_Stored items from a collection:_
+-------+
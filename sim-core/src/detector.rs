//! Triangle completion checks

use crate::game::Player;
use crate::graph::{EdgeId, GameGraph, TriangleId};
use crate::ownership::{Owner, OwnershipStore};

/// Check whether coloring `edge` completed a triangle for `player`.
///
/// Only triangles having `edge` as a side are considered. Returns the three
/// sides of the first such triangle (in triangle order) owned entirely by
/// `player`. No side effects.
pub fn check_for_completed_triangle(
    graph: &GameGraph,
    store: &OwnershipStore,
    edge: EdgeId,
    player: Player,
) -> Option<[EdgeId; 3]> {
    let owner = Owner::from(player);

    graph
        .triangles_containing(edge)
        .iter()
        .map(|&t| graph.triangle_edges(t))
        .find(|sides| sides.iter().all(|&e| store.owner(e) == owner))
}

/// Every triangle on the board fully owned by `player`
pub fn completed_triangles(
    graph: &GameGraph,
    store: &OwnershipStore,
    player: Player,
) -> Vec<TriangleId> {
    let owner = Owner::from(player);

    graph
        .triangles()
        .iter()
        .filter(|t| t.edges.iter().all(|&e| store.owner(e) == owner))
        .map(|t| t.id)
        .collect()
}

#[cfg(test)]
mod tests {
    use super::*;

    fn setup() -> (GameGraph, OwnershipStore) {
        (GameGraph::new().unwrap(), OwnershipStore::new())
    }

    fn claim(graph: &GameGraph, store: &mut OwnershipStore, key: &str, owner: Owner) -> EdgeId {
        let edge = graph.edge_by_key(key).unwrap();
        store.set_owner(edge, owner);
        edge
    }

    #[test]
    fn test_completed_triangle_found() {
        let (graph, mut store) = setup();
        let ab = claim(&graph, &mut store, "AB", Owner::Human);
        let ac = claim(&graph, &mut store, "AC", Owner::Human);
        let bc = claim(&graph, &mut store, "BC", Owner::Human);

        let found = check_for_completed_triangle(&graph, &store, bc, Player::Human);
        assert_eq!(found, Some([ab, ac, bc]));
    }

    #[test]
    fn test_other_owner_sees_nothing() {
        let (graph, mut store) = setup();
        claim(&graph, &mut store, "AB", Owner::Human);
        claim(&graph, &mut store, "AC", Owner::Human);
        let bc = claim(&graph, &mut store, "BC", Owner::Human);

        assert_eq!(
            check_for_completed_triangle(&graph, &store, bc, Player::Computer),
            None
        );
    }

    #[test]
    fn test_mixed_triangle_is_not_completed() {
        let (graph, mut store) = setup();
        claim(&graph, &mut store, "AB", Owner::Human);
        claim(&graph, &mut store, "AC", Owner::Computer);
        let bc = claim(&graph, &mut store, "BC", Owner::Human);

        assert_eq!(
            check_for_completed_triangle(&graph, &store, bc, Player::Human),
            None
        );
        assert!(completed_triangles(&graph, &store, Player::Human).is_empty());
    }

    #[test]
    fn test_only_triangles_through_edge_count() {
        let (graph, mut store) = setup();
        // DEF completed for computer, but the query edge AB is not a side of it
        claim(&graph, &mut store, "DE", Owner::Computer);
        claim(&graph, &mut store, "DF", Owner::Computer);
        claim(&graph, &mut store, "EF", Owner::Computer);
        let ab = claim(&graph, &mut store, "AB", Owner::Computer);

        assert_eq!(
            check_for_completed_triangle(&graph, &store, ab, Player::Computer),
            None
        );

        let def = graph.triangle_by_key("DEF").unwrap();
        assert_eq!(completed_triangles(&graph, &store, Player::Computer), vec![def]);
    }

    #[test]
    fn test_first_triangle_in_order_wins() {
        let (graph, mut store) = setup();
        // Both ABC and ABD are completed through AB
        for key in ["AC", "BC", "AD", "BD"] {
            claim(&graph, &mut store, key, Owner::Human);
        }
        let ab = claim(&graph, &mut store, "AB", Owner::Human);

        let abc = graph.triangle_by_key("ABC").unwrap();
        assert_eq!(
            check_for_completed_triangle(&graph, &store, ab, Player::Human),
            Some(graph.triangle_edges(abc))
        );
    }
}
+-------+
_Your goal:_
Please retype all of the records above exactly as they are.

_Problem solution:_
filename sim-core/src/detector.rs
//! Triangle completion checks

use crate::game::Player;
use crate::graph::{EdgeId, GameGraph, TriangleId};
use crate::ownership::{Owner, OwnershipStore};

/// Check whether coloring `edge` completed a triangle for `player`.
///
/// Only triangles having `edge` as a side are considered. Returns the three
/// sides of the first such triangle (in triangle order) owned entirely by
/// `player`. No side effects.
pub fn check_for_completed_triangle(
    graph: &GameGraph,
    store: &OwnershipStore,
    edge: EdgeId,
    player: Player,
) -> Option<[EdgeId; 3]> {
    let owner = Owner::from(player);

    graph
        .triangles_containing(edge)
        .iter()
        .map(|&t| graph.triangle_edges(t))
        .find(|sides| sides.iter().all(|&e| store.owner(e) == owner))
}

/// Every triangle on the board fully owned by `player`
pub fn completed_triangles(
    graph: &GameGraph,
    store: &OwnershipStore,
    player: Player,
) -> Vec<TriangleId> {
    let owner = Owner::from(player);

    graph
        .triangles()
        .iter()
        .filter(|t| t.edges.iter().all(|&e| store.owner(e) == owner))
        .map(|t| t.id)
        .collect()
}

#[cfg(test)]
mod tests {
    use super::*;

    fn setup() -> (GameGraph, OwnershipStore) {
        (GameGraph::new().unwrap(), OwnershipStore::new())
    }

    fn claim(graph: &GameGraph, store: &mut OwnershipStore, key: &str, owner: Owner) -> EdgeId {
        let edge = graph.edge_by_key(key).unwrap();
        store.set_owner(edge, owner);
        edge
    }

    #[test]
    fn test_completed_triangle_found() {
        let (graph, mut store) = setup();
        let ab = claim(&graph, &mut store, "AB", Owner::Human);
        let ac = claim(&graph, &mut store, "AC", Owner::Human);
        let bc = claim(&graph, &mut store, "BC", Owner::Human);

        let found = check_for_completed_triangle(&graph, &store, bc, Player::Human);
        assert_eq!(found, Some([ab, ac, bc]));
    }

    #[test]
    fn test_other_owner_sees_nothing() {
        let (graph, mut store) = setup();
        claim(&graph, &mut store, "AB", Owner::Human);
        claim(&graph, &mut store, "AC", Owner::Human);
        let bc = claim(&graph, &mut store, "BC", Owner::Human);

        assert_eq!(
            check_for_completed_triangle(&graph, &store, bc, Player::Computer),
            None
        );
    }

    #[test]
    fn test_mixed_triangle_is_not_completed() {
        let (graph, mut store) = setup();
        claim(&graph, &mut store, "AB", Owner::Human);
        claim(&graph, &mut store, "AC", Owner::Computer);
        let bc = claim(&graph, &mut store, "BC", Owner::Human);

        assert_eq!(
            check_for_completed_triangle(&graph, &store, bc, Player::Human),
            None
        );
        assert!(completed_triangles(&graph, &store, Player::Human).is_empty());
    }

    #[test]
    fn test_only_triangles_through_edge_count() {
        let (graph, mut store) = setup();
        // DEF completed for computer, but the query edge AB is not a side of it
        claim(&graph, &mut store, "DE", Owner::Computer);
        claim(&graph, &mut store, "DF", Owner::Computer);
        claim(&graph, &mut store, "EF", Owner::Computer);
        let ab = claim(&graph, &mut store, "AB", Owner::Computer);

        assert_eq!(
            check_for_completed_triangle(&graph, &store, ab, Player::Computer),
            None
        );

        let def = graph.triangle_by_key("DEF").unwrap();
        assert_eq!(completed_triangles(&graph, &store, Player::Computer), vec![def]);
    }

    #[test]
    fn test_first_triangle_in_order_wins() {
        let (graph, mut store) = setup();
        // Both ABC and ABD are completed through AB
        for key in ["AC", "BC", "AD", "BD"] {
            claim(&graph, &mut store, key, Owner::Human);
        }
        let ab = claim(&graph, &mut store, "AB", Owner::Human);

        let abc = graph.triangle_by_key("ABC").unwrap();
        assert_eq!(
            check_for_completed_triangle(&graph, &store, ab, Player::Human),
            Some(graph.triangle_edges(abc))
        );
    }
}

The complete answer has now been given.